He was more intent in balancing the period, than in developing the
thought or image that was present to his mind. Sometimes we find that he
multiplies words without amplifying the sense, and that the ear is
gratified at the expense of the understanding. This is more particularly
the case in the Ramblers, which being called for at short and stated
intervals, were sometimes composed in such haste, that he had not
leasure even to read them before they were printed; nor can we wonder at
the dissatisfaction he expressed some years afterwards, when he
exclaimed that he thought they had been better. In the Idler there is
more brevity, and consequently more compression.
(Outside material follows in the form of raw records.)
// YouTube Data API v3 client for channel, video, comment and category lookups
// Docs: https://developers.google.com/youtube/v3

use async_trait::async_trait;
use reqwest::Client;
use serde::de::DeserializeOwned;
use serde::{Deserialize, Deserializer, Serialize};
use std::time::Duration;
use thiserror::Error;

pub const DEFAULT_BASE_URL: &str = "https://www.googleapis.com/youtube/v3";

/// Upstream reasons that mean "slow down", not "this request is wrong".
const QUOTA_REASONS: &[&str] = &[
    "quotaExceeded",
    "rateLimitExceeded",
    "userRateLimitExceeded",
    "dailyLimitExceeded",
];

#[derive(Error, Debug)]
pub enum YouTubeApiError {
    #[error("request to YouTube failed: {0}")]
    Transport(#[from] reqwest::Error),
    #[error("YouTube API returned {status}: {message}")]
    Api {
        status: u16,
        reason: Option<String>,
        message: String,
    },
    #[error("failed to decode YouTube response: {0}")]
    Decode(String),
}

impl YouTubeApiError {
    pub fn is_quota(&self) -> bool {
        match self {
            YouTubeApiError::Api { status: 429, .. } => true,
            YouTubeApiError::Api { reason: Some(reason), .. } => {
                QUOTA_REASONS.contains(&reason.as_str())
            }
            _ => false,
        }
    }

    pub fn reason(&self) -> Option<&str> {
        match self {
            YouTubeApiError::Api { reason, .. } => reason.as_deref(),
            _ => None,
        }
    }
}

/// The operations the service needs from the video platform.
#[async_trait]
pub trait VideoPlatform: Send + Sync {
    /// search.list restricted to channels
    async fn search_channels(
        &self,
        query: &str,
        max_results: u32,
    ) -> Result<ChannelSearchResponse, YouTubeApiError>;

    /// channels.list for a single id with the given parts
    async fn list_channels(
        &self,
        channel_id: &str,
        part: &str,
    ) -> Result<ChannelListResponse, YouTubeApiError>;

    async fn list_playlists(
        &self,
        channel_id: &str,
        max_results: u32,
    ) -> Result<PlaylistListResponse, YouTubeApiError>;

    async fn list_playlist_items(
        &self,
        playlist_id: &str,
        max_results: u32,
    ) -> Result<PlaylistItemListResponse, YouTubeApiError>;

    async fn list_comment_threads(
        &self,
        video_id: &str,
        page_token: Option<&str>,
        max_results: u32,
    ) -> Result<CommentThreadsResponse, YouTubeApiError>;

    async fn list_videos(&self, video_id: &str) -> Result<VideoListResponse, YouTubeApiError>;

    async fn trending_videos(
        &self,
        region_code: &str,
        max_results: u32,
    ) -> Result<VideoListResponse, YouTubeApiError>;

    async fn video_categories(
        &self,
        region_code: &str,
    ) -> Result<VideoCategoryListResponse, YouTubeApiError>;
}

#[derive(Debug, Clone)]
pub struct YouTubeClient {
    client: Client,
    api_key: String,
    base_url: String,
}

// ============================================================================
// Shared Structures
// ============================================================================

#[derive(Debug, Deserialize, Serialize, Clone, Default)]
pub struct Thumbnails {
    pub default: Option<ThumbnailInfo>,
    pub medium: Option<ThumbnailInfo>,
    pub high: Option<ThumbnailInfo>,
}

impl Thumbnails {
    pub fn high_url(&self) -> Option<String> {
        self.high.as_ref().map(|t| t.url.clone())
    }

    /// Best available thumbnail, largest first
    pub fn best_url(&self) -> Option<String> {
        self.high
            .as_ref()
            .or(self.medium.as_ref())
            .or(self.default.as_ref())
            .map(|t| t.url.clone())
    }
}

#[derive(Debug, Deserialize, Serialize, Clone)]
pub struct ThumbnailInfo {
    pub url: String,
}

/// Counts arrive as strings, occasionally as numbers. Anything else is dropped.
fn de_count<'de, D>(deserializer: D) -> Result<Option<String>, D::Error>
where
    D: Deserializer<'de>,
{
    let value = Option::<serde_json::Value>::deserialize(deserializer)?;
    Ok(match value {
        Some(serde_json::Value::String(s)) => Some(s),
        Some(serde_json::Value::Number(n)) => Some(n.to_string()),
        _ => None,
    })
}

// ============================================================================
// Channel Structures
// ============================================================================

#[derive(Debug, Deserialize)]
pub struct ChannelListResponse {
    #[serde(default)]
    pub items: Vec<ChannelItem>,
}

#[derive(Debug, Deserialize)]
pub struct ChannelItem {
    pub id: String,
    pub snippet: Option<ChannelSnippet>,
    pub statistics: Option<ChannelStatistics>,
    #[serde(rename = "contentDetails")]
    pub content_details: Option<ChannelContentDetails>,
}

#[derive(Debug, Deserialize)]
pub struct ChannelSnippet {
    #[serde(default)]
    pub title: String,
    pub description: Option<String>,
    pub country: Option<String>,
    #[serde(rename = "publishedAt")]
    pub published_at: Option<String>,
    pub thumbnails: Option<Thumbnails>,
}

#[derive(Debug, Deserialize, Default)]
pub struct ChannelStatistics {
    #[serde(rename = "viewCount", default, deserialize_with = "de_count")]
    pub view_count: Option<String>,
    #[serde(rename = "subscriberCount", default, deserialize_with = "de_count")]
    pub subscriber_count: Option<String>,
    #[serde(rename = "videoCount", default, deserialize_with = "de_count")]
    pub video_count: Option<String>,
    #[serde(rename = "hiddenSubscriberCount")]
    pub hidden_subscriber_count: Option<bool>,
}

#[derive(Debug, Deserialize)]
pub struct ChannelContentDetails {
    #[serde(rename = "relatedPlaylists")]
    pub related_playlists: Option<RelatedPlaylists>,
}

#[derive(Debug, Deserialize)]
pub struct RelatedPlaylists {
    pub uploads: Option<String>,
}

#[derive(Debug, Deserialize)]
pub struct ChannelSearchResponse {
    #[serde(default)]
    pub items: Vec<ChannelSearchItem>,
}

#[derive(Debug, Deserialize)]
pub struct ChannelSearchItem {
    pub id: ChannelSearchId,
}

#[derive(Debug, Deserialize)]
pub struct ChannelSearchId {
    #[serde(rename = "channelId")]
    pub channel_id: Option<String>,
}

// ============================================================================
// Playlist Structures
// ============================================================================

#[derive(Debug, Deserialize)]
pub struct PlaylistListResponse {
    #[serde(default)]
    pub items: Vec<Playlist>,
}

#[derive(Debug, Deserialize)]
pub struct Playlist {
    pub id: String,
    pub snippet: PlaylistSnippet,
    #[serde(rename = "contentDetails")]
    pub content_details: Option<PlaylistContentDetails>,
}

#[derive(Debug, Deserialize)]
pub struct PlaylistSnippet {
    #[serde(default)]
    pub title: String,
    pub description: Option<String>,
    #[serde(rename = "publishedAt")]
    pub published_at: Option<String>,
    pub thumbnails: Option<Thumbnails>,
}

#[derive(Debug, Deserialize)]
pub struct PlaylistContentDetails {
    #[serde(rename = "itemCount")]
    pub item_count: Option<u64>,
}

#[derive(Debug, Deserialize)]
pub struct PlaylistItemListResponse {
    #[serde(default)]
    pub items: Vec<PlaylistItem>,
}

#[derive(Debug, Deserialize)]
pub struct PlaylistItem {
    pub snippet: PlaylistItemSnippet,
}

#[derive(Debug, Deserialize)]
pub struct PlaylistItemSnippet {
    #[serde(rename = "publishedAt")]
    pub published_at: String,
}

// ============================================================================
// Comment Structures
// ============================================================================

#[derive(Debug, Deserialize)]
pub struct CommentThreadsResponse {
    #[serde(default)]
    pub items: Vec<CommentThread>,
    #[serde(rename = "nextPageToken")]
    pub next_page_token: Option<String>,
}

#[derive(Debug, Deserialize)]
pub struct CommentThread {
    pub snippet: CommentThreadSnippet,
}

#[derive(Debug, Deserialize)]
pub struct CommentThreadSnippet {
    #[serde(rename = "topLevelComment")]
    pub top_level_comment: Comment,
}

#[derive(Debug, Deserialize)]
pub struct Comment {
    pub snippet: CommentSnippet,
}

#[derive(Debug, Deserialize)]
pub struct CommentSnippet {
    #[serde(rename = "authorDisplayName", default)]
    pub author_display_name: String,
    #[serde(rename = "authorChannelId")]
    pub author_channel_id: Option<AuthorChannelId>,
    #[serde(rename = "textDisplay", default)]
    pub text_display: String,
    #[serde(rename = "publishedAt", default)]
    pub published_at: String,
}

#[derive(Debug, Deserialize)]
pub struct AuthorChannelId {
    pub value: Option<String>,
}

// ============================================================================
// Video Structures
// ============================================================================

#[derive(Debug, Deserialize)]
pub struct VideoListResponse {
    #[serde(default)]
    pub items: Vec<VideoItem>,
}

#[derive(Debug, Deserialize)]
pub struct VideoItem {
    pub id: String,
    pub snippet: Option<VideoSnippet>,
    pub statistics: Option<VideoStatistics>,
}

#[derive(Debug, Deserialize)]
pub struct VideoSnippet {
    #[serde(default)]
    pub title: String,
    pub description: Option<String>,
    #[serde(rename = "publishedAt")]
    pub published_at: Option<String>,
    pub thumbnails: Option<Thumbnails>,
}

#[derive(Debug, Deserialize, Default)]
pub struct VideoStatistics {
    #[serde(rename = "viewCount", default, deserialize_with = "de_count")]
    pub view_count: Option<String>,
    #[serde(rename = "likeCount", default, deserialize_with = "de_count")]
    pub like_count: Option<String>,
    #[serde(rename = "commentCount", default, deserialize_with = "de_count")]
    pub comment_count: Option<String>,
}
// src/handlers/mod.rs
pub mod channel; // 📺 Channel profile + analytics
pub mod video; // 🎬 Video details, trending, categories
pub mod scrape; // 🔗 URL-driven dispatch
pub mod status;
When Johnson trusts to his own strong understanding in a matter of which
he has the full command, and does not aim at setting it off by futile
decorations, he is always respectable, and sometimes great. But when he
attempts the ornamental, he is heavy and inelegant; and the awkwardness
of his efforts is more perceptible from the hugeness of the body that is
put in motion to produce them. He is like the animal whom Milton
describes as making sport for our first parents in Paradise--

--Th' unwieldy elephant,
To make them mirth, used all his might.

It is a good beast for carrying a burden or trampling down a foe, but a
very indifferent one at a lavolta or a coranto.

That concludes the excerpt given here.